Every line of the entries that holds the word "bool" is to be copied.

(Stored entries)
┄┄┄┄┄┄┄┄┄┄┄┄┄┄┄┄┄┄┄┄

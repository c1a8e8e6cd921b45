// ABOUTME: Column-typed tables and the dataset store built once per run
// ABOUTME: Explicit, total per-column coercion and one-time timestamp normalization
//
// SPDX-License-Identifier: MIT OR Apache-2.0
// Copyright (c) 2025 Pierre Fitness Intelligence

use std::collections::BTreeMap;

use chrono::{DateTime, Utc};
use tracing::{debug, warn};

use super::timestamp::{parse_timestamp, timestamp_from_epoch};
use super::value::CellValue;
use crate::constants::datasets;

/// Storage type of a column
#[derive(Debug, Clone, Copy, PartialEq, Eq)]
pub enum ColumnKind {
    /// Every present cell is a number
    Number,
    /// Cells are kept as text
    Text,
    /// Every present cell is a UTC timestamp
    Timestamp,
}

/// A single column with one storage type for all of its cells
///
/// `None` marks a missing cell. The type is decided for the whole column, never per cell.
#[derive(Debug, Clone, PartialEq)]
pub enum Column {
    /// Numeric column
    Number(Vec<Option<f64>>),
    /// Textual column
    Text(Vec<Option<String>>),
    /// Timestamp column
    Timestamp(Vec<Option<DateTime<Utc>>>),
}

impl Column {
    /// Build a column from raw cell text
    ///
    /// Empty cells are missing. The column is numeric only when every present
    /// cell parses as a number; otherwise every cell keeps its original text.
    #[must_use]
    pub fn from_raw<S: AsRef<str>>(cells: &[S]) -> Self {
        let trimmed: Vec<Option<&str>> = cells
            .iter()
            .map(|cell| {
                let cell = cell.as_ref().trim();
                (!cell.is_empty()).then_some(cell)
            })
            .collect();

        let has_values = trimmed.iter().any(Option::is_some);
        let parsed: Option<Vec<Option<f64>>> = trimmed
            .iter()
            .map(|cell| match cell {
                None => Some(None),
                Some(text) => text
                    .parse::<f64>()
                    .ok()
                    .map(|value| (!value.is_nan()).then_some(value)),
            })
            .collect();

        match parsed {
            Some(numbers) if has_values => Self::Number(numbers),
            _ => Self::Text(
                trimmed
                    .into_iter()
                    .map(|cell| cell.map(str::to_owned))
                    .collect(),
            ),
        }
    }

    /// Storage type of this column
    #[must_use]
    pub const fn kind(&self) -> ColumnKind {
        match self {
            Self::Number(_) => ColumnKind::Number,
            Self::Text(_) => ColumnKind::Text,
            Self::Timestamp(_) => ColumnKind::Timestamp,
        }
    }

    /// Number of cells
    #[must_use]
    pub fn len(&self) -> usize {
        match self {
            Self::Number(cells) => cells.len(),
            Self::Text(cells) => cells.len(),
            Self::Timestamp(cells) => cells.len(),
        }
    }

    /// Whether the column has no cells
    #[must_use]
    pub fn is_empty(&self) -> bool {
        self.len() == 0
    }

    /// Cell at `row`, `None` when missing or out of range
    #[must_use]
    pub fn get(&self, row: usize) -> Option<CellValue> {
        match self {
            Self::Number(cells) => cells.get(row).copied().flatten().map(CellValue::Number),
            Self::Text(cells) => cells.get(row).cloned().flatten().map(CellValue::Text),
            Self::Timestamp(cells) => cells
                .get(row)
                .copied()
                .flatten()
                .map(CellValue::Timestamp),
        }
    }

    /// Numeric cell at `row`; text and timestamp columns never yield numbers
    #[must_use]
    pub fn number(&self, row: usize) -> Option<f64> {
        match self {
            Self::Number(cells) => cells.get(row).copied().flatten(),
            _ => None,
        }
    }

    /// Timestamp cell at `row`
    #[must_use]
    pub fn timestamp(&self, row: usize) -> Option<DateTime<Utc>> {
        match self {
            Self::Timestamp(cells) => cells.get(row).copied().flatten(),
            _ => None,
        }
    }

    /// Convert this column to timestamps
    ///
    /// Text cells are parsed, numeric cells are read as Unix epochs. Returns the
    /// new column and the number of present cells that could not be converted.
    #[must_use]
    pub fn to_timestamps(&self) -> (Self, usize) {
        let mut failed = 0;
        let mut convert = |present: bool, parsed: Option<DateTime<Utc>>| {
            if present && parsed.is_none() {
                failed += 1;
            }
            parsed
        };

        let cells: Vec<Option<DateTime<Utc>>> = match self {
            Self::Timestamp(_) => return (self.clone(), 0),
            Self::Text(cells) => cells
                .iter()
                .map(|cell| {
                    convert(
                        cell.is_some(),
                        cell.as_deref().and_then(parse_timestamp),
                    )
                })
                .collect(),
            Self::Number(cells) => cells
                .iter()
                .map(|cell| convert(cell.is_some(), cell.and_then(timestamp_from_epoch)))
                .collect(),
        };

        (Self::Timestamp(cells), failed)
    }
}

/// A named set of equally long columns
///
/// The trimmed source text of every cell is kept next to the typed columns, so
/// labels that happen to look numeric (`5.10` next to `5.1`) stay distinct.
#[derive(Debug, Clone, Default, PartialEq)]
pub struct Table {
    columns: Vec<(String, Column)>,
    source: Vec<Vec<Option<String>>>,
    row_count: usize,
}

impl Table {
    /// Build a table from a header row and raw data rows
    ///
    /// Short rows are padded with missing cells; cells beyond the header width are dropped.
    #[must_use]
    pub fn from_rows(headers: &[String], rows: &[Vec<String>]) -> Self {
        let mut columns = Vec::with_capacity(headers.len());
        let mut source = Vec::with_capacity(headers.len());
        for (index, name) in headers.iter().enumerate() {
            let cells: Vec<&str> = rows
                .iter()
                .map(|row| row.get(index).map_or("", |cell| cell.trim()))
                .collect();
            columns.push((name.trim().to_owned(), Column::from_raw(&cells)));
            source.push(
                cells
                    .iter()
                    .map(|cell| (!cell.is_empty()).then(|| (*cell).to_owned()))
                    .collect(),
            );
        }

        Self {
            columns,
            source,
            row_count: rows.len(),
        }
    }

    /// Number of records
    #[must_use]
    pub const fn row_count(&self) -> usize {
        self.row_count
    }

    /// Whether the table has no records
    #[must_use]
    pub const fn is_empty(&self) -> bool {
        self.row_count == 0
    }

    /// Column names in export order
    pub fn column_names(&self) -> impl Iterator<Item = &str> {
        self.columns.iter().map(|(name, _)| name.as_str())
    }

    /// Column by name (first match)
    #[must_use]
    pub fn column(&self, name: &str) -> Option<&Column> {
        self.columns
            .iter()
            .find(|(column_name, _)| column_name == name)
            .map(|(_, column)| column)
    }

    /// Whether a column exists
    #[must_use]
    pub fn has_column(&self, name: &str) -> bool {
        self.column(name).is_some()
    }

    /// Cell value by row and column name
    #[must_use]
    pub fn value(&self, row: usize, name: &str) -> Option<CellValue> {
        self.column(name).and_then(|column| column.get(row))
    }

    /// Numeric cell by row and column name
    #[must_use]
    pub fn number(&self, row: usize, name: &str) -> Option<f64> {
        self.column(name).and_then(|column| column.number(row))
    }

    /// Cell rendered as text by row and column name
    #[must_use]
    pub fn text(&self, row: usize, name: &str) -> Option<String> {
        self.value(row, name).map(|value| value.to_string())
    }

    /// Cell exactly as it appeared in the export, whatever the column type
    #[must_use]
    pub fn source_text(&self, row: usize, name: &str) -> Option<String> {
        self.columns
            .iter()
            .position(|(column_name, _)| column_name == name)
            .and_then(|index| self.source.get(index))
            .and_then(|cells| cells.get(row).cloned().flatten())
    }

    /// Timestamp cell by row and column name
    #[must_use]
    pub fn timestamp(&self, row: usize, name: &str) -> Option<DateTime<Utc>> {
        self.column(name).and_then(|column| column.timestamp(row))
    }

    /// Coerce the named column to timestamps in place
    ///
    /// Returns the number of present cells that could not be parsed; those become missing.
    pub fn normalize_timestamps(&mut self, name: &str) -> usize {
        let Some((_, column)) = self
            .columns
            .iter_mut()
            .find(|(column_name, _)| column_name == name)
        else {
            return 0;
        };
        let (converted, failed) = column.to_timestamps();
        *column = converted;
        failed
    }
}

/// All datasets of one export, keyed by dataset name
///
/// Built once by the loader and read-only afterwards.
#[derive(Debug, Clone, Default)]
pub struct DataStore {
    tables: BTreeMap<String, Table>,
}

impl DataStore {
    /// Create an empty store
    #[must_use]
    pub fn new() -> Self {
        Self::default()
    }

    /// Canonical dataset name for a possibly aliased one
    #[must_use]
    pub fn canonical_name(name: &str) -> &str {
        datasets::ALIASES
            .iter()
            .find(|(alias, _)| *alias == name)
            .map_or(name, |(_, canonical)| canonical)
    }

    /// Add a dataset, replacing any earlier one with the same canonical name
    pub fn insert(&mut self, name: &str, table: Table) {
        let canonical = Self::canonical_name(name).to_owned();
        if self.tables.contains_key(&canonical) {
            warn!(dataset = %canonical, "Duplicate dataset replaces earlier one");
        }
        self.tables.insert(canonical, table);
    }

    /// Dataset by name, `None` when absent or empty
    #[must_use]
    pub fn dataset(&self, name: &str) -> Option<&Table> {
        self.tables
            .get(Self::canonical_name(name))
            .filter(|table| !table.is_empty())
    }

    /// Dataset names present in the store
    pub fn names(&self) -> impl Iterator<Item = &str> {
        self.tables.keys().map(String::as_str)
    }

    /// Number of datasets
    #[must_use]
    pub fn len(&self) -> usize {
        self.tables.len()
    }

    /// Whether the store holds no datasets
    #[must_use]
    pub fn is_empty(&self) -> bool {
        self.tables.is_empty()
    }

    /// Coerce the named column of every dataset to timestamps
    ///
    /// Returns the total number of cells that could not be parsed.
    pub fn normalize_timestamps(&mut self, column: &str) -> usize {
        let mut total_failed = 0;
        for (name, table) in &mut self.tables {
            let failed = table.normalize_timestamps(column);
            if failed > 0 {
                warn!(
                    dataset = %name,
                    column,
                    failed,
                    "Unparseable timestamps treated as missing"
                );
            } else {
                debug!(dataset = %name, column, "Timestamps normalized");
            }
            total_failed += failed;
        }
        total_failed
    }
}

┄┄┄┄┄┄┄┄┄┄┄┄┄┄┄┄┄┄┄┄

- [Exercise output]:
    pub fn is_empty(&self) -> bool {
        let mut convert = |present: bool, parsed: Option<DateTime<Utc>>| {
    pub const fn is_empty(&self) -> bool {
    pub fn has_column(&self, name: &str) -> bool {
    pub fn is_empty(&self) -> bool {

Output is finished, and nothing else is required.